I understand that a good soundcard and or DAC is important in the creation of a CD from LP etc. But what about the software? I can see that various software packages like GoldWave or Sound Forge have different GUIs and kinds of post processing (noise pop removel etc.) but does one software product produce a better WAV file then any other? If you select to not do any post processing, I cant see that it makes any difference?
Well, Ken, I'm actually wondering about this myself. I have a few LPs (which are unavailable on CD) that I want to digitize. I think the quality of the capture all depends on the soundcard. Like you said, I assume if you are not doing any post processing, then software won't make a difference.

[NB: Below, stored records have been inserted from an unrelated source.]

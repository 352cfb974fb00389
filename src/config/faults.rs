//! Network fault simulation configuration.
//!
//! All three simulations are independent and disabled by default:
//! - `connection_loss`: each session is severed after a random delay in
//!   `[connection_loss_min_secs, connection_loss_max_secs)` seconds
//! - `dropped_packets`: roughly one outgoing line in six is discarded
//! - `corrupted_packets`: roughly one outgoing line in four gets characters
//!   overwritten

use super::defaults::{default_connection_loss_max_secs, default_connection_loss_min_secs};
use serde::Deserialize;
use std::time::Duration;

/// Fault simulation toggles.
#[derive(Debug, Clone, Deserialize)]
pub struct FaultConfig {
    /// Forcibly disconnect every session after a random delay.
    #[serde(default)]
    pub connection_loss: bool,
    /// Silently drop some outgoing lines.
    #[serde(default)]
    pub dropped_packets: bool,
    /// Corrupt some outgoing lines.
    #[serde(default)]
    pub corrupted_packets: bool,
    /// Lower bound (inclusive) of the forced disconnect delay, in seconds.
    #[serde(default = "default_connection_loss_min_secs")]
    pub connection_loss_min_secs: u64,
    /// Upper bound (exclusive) of the forced disconnect delay, in seconds.
    #[serde(default = "default_connection_loss_max_secs")]
    pub connection_loss_max_secs: u64,
}

impl FaultConfig {
    /// Forced disconnect delay window as durations.
    pub fn connection_loss_window(&self) -> (Duration, Duration) {
        (
            Duration::from_secs(self.connection_loss_min_secs),
            Duration::from_secs(self.connection_loss_max_secs),
        )
    }
}

impl Default for FaultConfig {
    fn default() -> Self {
        Self {
            connection_loss: false,
            dropped_packets: false,
            corrupted_packets: false,
            connection_loss_min_secs: default_connection_loss_min_secs(),
            connection_loss_max_secs: default_connection_loss_max_secs(),
        }
    }
}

I'm actually interested in the E-MU 1820M soundcard for a variety of related reasons. Of course, I will have great playback, but the 1820M has an RIAA equalized phono input. (I don't have a preamp for my turntable - so this would be nice)
Does anyone have any experience with this card (or similar)? Do you think using the phono input is as good as using the regular analog input with a preamp?
The soundcard is important indeed, but not as important as the front end. It's all about getting the best possible sound off the disc.
I like Sound Forge 8 and CD Architect for writing and the for it's noise reduction stuff. I also use a analog KLH transient noise filter on the phono out before recording.
The purist approach might well be to not use any noise reduction since both hardware and software solutions do have artifacts... depends what the intent is i guess
On my system i don't use a soundcard as a input device, rather i digitize the pre-amp out with a Tascam DA20II DAT machine and send the coax to a Extigy USB card straight into SF8. Then I mark the track splits as regions in the file and port it into CD Architect which will burn the CD direct to Disc at Once.